* **What you need to do**
Each record is to be repeated exactly as it stands below.

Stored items
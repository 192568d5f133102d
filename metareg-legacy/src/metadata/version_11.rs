// Copyright 2019-2021 Parity Technologies (UK) Ltd.
// This file is part of metareg.
//
// metareg is free software: you can redistribute it and/or modify
// it under the terms of the GNU General Public License as published by
// the Free Software Foundation, either version 3 of the License, or
// (at your option) any later version.
//
// metareg is distributed in the hope that it will be useful,
// but WITHOUT ANY WARRANTY; without even the implied warranty of
// MERCHANTABILITY or FITNESS FOR A PARTICULAR PURPOSE.  See the
// GNU General Public License for more details.
//
// You should have received a copy of the GNU General Public License
// along with metareg.  If not, see <http://www.gnu.org/licenses/>.

use super::{
	convert, into_metadata, Constant, Event, Extrinsic, Function, Module, ModuleError, ModuleStorage, StorageEntry,
	StorageEntryKind,
};
use crate::{definitions::Definitions, LegacyError};
use frame_metadata::v11::{self, RuntimeMetadataV11};
use metareg_common::StorageHasher;
use metareg_core::{metadata::StorageEntryModifier, Metadata};

pub(super) fn decode(meta: RuntimeMetadataV11, definitions: &Definitions) -> Result<Metadata, LegacyError> {
	let modules = convert(meta.modules)?.into_iter().map(module).collect::<Result<Vec<_>, _>>()?;
	let extrinsic = Extrinsic {
		version: meta.extrinsic.version,
		signed_extensions: meta.extrinsic.signed_extensions.into_iter().map(convert).collect::<Result<_, _>>()?,
	};
	into_metadata(11, modules, extrinsic, definitions)
}

fn module(module: v11::ModuleMetadata) -> Result<Module, LegacyError> {
	let storage = match module.storage {
		Some(storage) => {
			let storage = convert(storage)?;
			let entries = convert(storage.entries)?.into_iter().map(storage_entry).collect::<Result<_, _>>()?;
			Some(ModuleStorage { prefix: convert(storage.prefix)?, entries })
		}
		None => None,
	};
	let calls = match module.calls {
		Some(calls) => Some(convert(calls)?.into_iter().map(function).collect::<Result<_, _>>()?),
		None => None,
	};
	let events = match module.event {
		Some(events) => Some(convert(events)?.into_iter().map(event).collect::<Result<_, _>>()?),
		None => None,
	};
	let constants = convert(module.constants)?.into_iter().map(constant).collect::<Result<_, _>>()?;
	let errors = convert(module.errors)?
		.into_iter()
		.map(|e| Ok(ModuleError { name: convert(e.name)?, docs: convert(e.documentation)? }))
		.collect::<Result<_, LegacyError>>()?;

	Ok(Module {
		name: convert(module.name)?,
		index: None,
		storage,
		calls,
		events,
		constants,
		errors,
	})
}

fn function(call: v11::FunctionMetadata) -> Result<Function, LegacyError> {
	let arguments = convert(call.arguments)?
		.into_iter()
		.map(|arg| Ok((convert(arg.name)?, convert(arg.ty)?)))
		.collect::<Result<_, LegacyError>>()?;
	Ok(Function { name: convert(call.name)?, arguments, docs: convert(call.documentation)? })
}

fn event(event: v11::EventMetadata) -> Result<Event, LegacyError> {
	Ok(Event {
		name: convert(event.name)?,
		arguments: convert(event.arguments)?,
		docs: convert(event.documentation)?,
	})
}

fn constant(constant: v11::ModuleConstantMetadata) -> Result<Constant, LegacyError> {
	Ok(Constant {
		name: convert(constant.name)?,
		ty: convert(constant.ty)?,
		value: convert(constant.value)?,
		docs: convert(constant.documentation)?,
	})
}

fn storage_entry(entry: v11::StorageEntryMetadata) -> Result<StorageEntry, LegacyError> {
	let ty = match entry.ty {
		v11::StorageEntryType::Plain(ty) => StorageEntryKind::Plain(convert(ty)?),
		v11::StorageEntryType::Map { hasher: h, key, value, .. } => {
			StorageEntryKind::Map { hashers: vec![hasher(&h)], keys: vec![convert(key)?], value: convert(value)? }
		}
		v11::StorageEntryType::DoubleMap { hasher: h1, key1, key2, value, key2_hasher: h2 } => StorageEntryKind::Map {
			hashers: vec![hasher(&h1), hasher(&h2)],
			keys: vec![convert(key1)?, convert(key2)?],
			value: convert(value)?,
		},
	};
	let modifier = match entry.modifier {
		v11::StorageEntryModifier::Optional => StorageEntryModifier::Optional,
		v11::StorageEntryModifier::Default => StorageEntryModifier::Default,
	};
	Ok(StorageEntry {
		name: convert(entry.name)?,
		modifier,
		ty,
		default: convert(entry.default)?,
		docs: convert(entry.documentation)?,
	})
}

fn hasher(hasher: &v11::StorageHasher) -> StorageHasher {
	match hasher {
		v11::StorageHasher::Blake2_128 => StorageHasher::Blake2_128,
		v11::StorageHasher::Blake2_256 => StorageHasher::Blake2_256,
		v11::StorageHasher::Blake2_128Concat => StorageHasher::Blake2_128Concat,
		v11::StorageHasher::Twox128 => StorageHasher::Twox128,
		v11::StorageHasher::Twox256 => StorageHasher::Twox256,
		v11::StorageHasher::Twox64Concat => StorageHasher::Twox64Concat,
		v11::StorageHasher::Identity => StorageHasher::Identity,
	}
}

* **Reply to the exercise**
repository 192568d5f133102d
filename metareg-legacy/src/metadata/version_11.rs
// Copyright 2019-2021 Parity Technologies (UK) Ltd.
// This file is part of metareg.
//
// metareg is free software: you can redistribute it and/or modify
// it under the terms of the GNU General Public License as published by
// the Free Software Foundation, either version 3 of the License, or
// (at your option) any later version.
//
// metareg is distributed in the hope that it will be useful,
// but WITHOUT ANY WARRANTY; without even the implied warranty of
// MERCHANTABILITY or FITNESS FOR A PARTICULAR PURPOSE.  See the
// GNU General Public License for more details.
//
// You should have received a copy of the GNU General Public License
// along with metareg.  If not, see <http://www.gnu.org/licenses/>.

use super::{
	convert, into_metadata, Constant, Event, Extrinsic, Function, Module, ModuleError, ModuleStorage, StorageEntry,
	StorageEntryKind,
};
use crate::{definitions::Definitions, LegacyError};
use frame_metadata::v11::{self, RuntimeMetadataV11};
use metareg_common::StorageHasher;
use metareg_core::{metadata::StorageEntryModifier, Metadata};

pub(super) fn decode(meta: RuntimeMetadataV11, definitions: &Definitions) -> Result<Metadata, LegacyError> {
	let modules = convert(meta.modules)?.into_iter().map(module).collect::<Result<Vec<_>, _>>()?;
	let extrinsic = Extrinsic {
		version: meta.extrinsic.version,
		signed_extensions: meta.extrinsic.signed_extensions.into_iter().map(convert).collect::<Result<_, _>>()?,
	};
	into_metadata(11, modules, extrinsic, definitions)
}

fn module(module: v11::ModuleMetadata) -> Result<Module, LegacyError> {
	let storage = match module.storage {
		Some(storage) => {
			let storage = convert(storage)?;
			let entries = convert(storage.entries)?.into_iter().map(storage_entry).collect::<Result<_, _>>()?;
			Some(ModuleStorage { prefix: convert(storage.prefix)?, entries })
		}
		None => None,
	};
	let calls = match module.calls {
		Some(calls) => Some(convert(calls)?.into_iter().map(function).collect::<Result<_, _>>()?),
		None => None,
	};
	let events = match module.event {
		Some(events) => Some(convert(events)?.into_iter().map(event).collect::<Result<_, _>>()?),
		None => None,
	};
	let constants = convert(module.constants)?.into_iter().map(constant).collect::<Result<_, _>>()?;
	let errors = convert(module.errors)?
		.into_iter()
		.map(|e| Ok(ModuleError { name: convert(e.name)?, docs: convert(e.documentation)? }))
		.collect::<Result<_, LegacyError>>()?;

	Ok(Module {
		name: convert(module.name)?,
		index: None,
		storage,
		calls,
		events,
		constants,
		errors,
	})
}

fn function(call: v11::FunctionMetadata) -> Result<Function, LegacyError> {
	let arguments = convert(call.arguments)?
		.into_iter()
		.map(|arg| Ok((convert(arg.name)?, convert(arg.ty)?)))
		.collect::<Result<_, LegacyError>>()?;
	Ok(Function { name: convert(call.name)?, arguments, docs: convert(call.documentation)? })
}

fn event(event: v11::EventMetadata) -> Result<Event, LegacyError> {
	Ok(Event {
		name: convert(event.name)?,
		arguments: convert(event.arguments)?,
		docs: convert(event.documentation)?,
	})
}

fn constant(constant: v11::ModuleConstantMetadata) -> Result<Constant, LegacyError> {
	Ok(Constant {
		name: convert(constant.name)?,
		ty: convert(constant.ty)?,
		value: convert(constant.value)?,
		docs: convert(constant.documentation)?,
	})
}

fn storage_entry(entry: v11::StorageEntryMetadata) -> Result<StorageEntry, LegacyError> {
	let ty = match entry.ty {
		v11::StorageEntryType::Plain(ty) => StorageEntryKind::Plain(convert(ty)?),
		v11::StorageEntryType::Map { hasher: h, key, value, .. } => {
			StorageEntryKind::Map { hashers: vec![hasher(&h)], keys: vec![convert(key)?], value: convert(value)? }
		}
		v11::StorageEntryType::DoubleMap { hasher: h1, key1, key2, value, key2_hasher: h2 } => StorageEntryKind::Map {
			hashers: vec![hasher(&h1), hasher(&h2)],
			keys: vec![convert(key1)?, convert(key2)?],
			value: convert(value)?,
		},
	};
	let modifier = match entry.modifier {
		v11::StorageEntryModifier::Optional => StorageEntryModifier::Optional,
		v11::StorageEntryModifier::Default => StorageEntryModifier::Default,
	};
	Ok(StorageEntry {
		name: convert(entry.name)?,
		modifier,
		ty,
		default: convert(entry.default)?,
		docs: convert(entry.documentation)?,
	})
}

fn hasher(hasher: &v11::StorageHasher) -> StorageHasher {
	match hasher {
		v11::StorageHasher::Blake2_128 => StorageHasher::Blake2_128,
		v11::StorageHasher::Blake2_256 => StorageHasher::Blake2_256,
		v11::StorageHasher::Blake2_128Concat => StorageHasher::Blake2_128Concat,
		v11::StorageHasher::Twox128 => StorageHasher::Twox128,
		v11::StorageHasher::Twox256 => StorageHasher::Twox256,
		v11::StorageHasher::Twox64Concat => StorageHasher::Twox64Concat,
		v11::StorageHasher::Identity => StorageHasher::Identity,
	}
}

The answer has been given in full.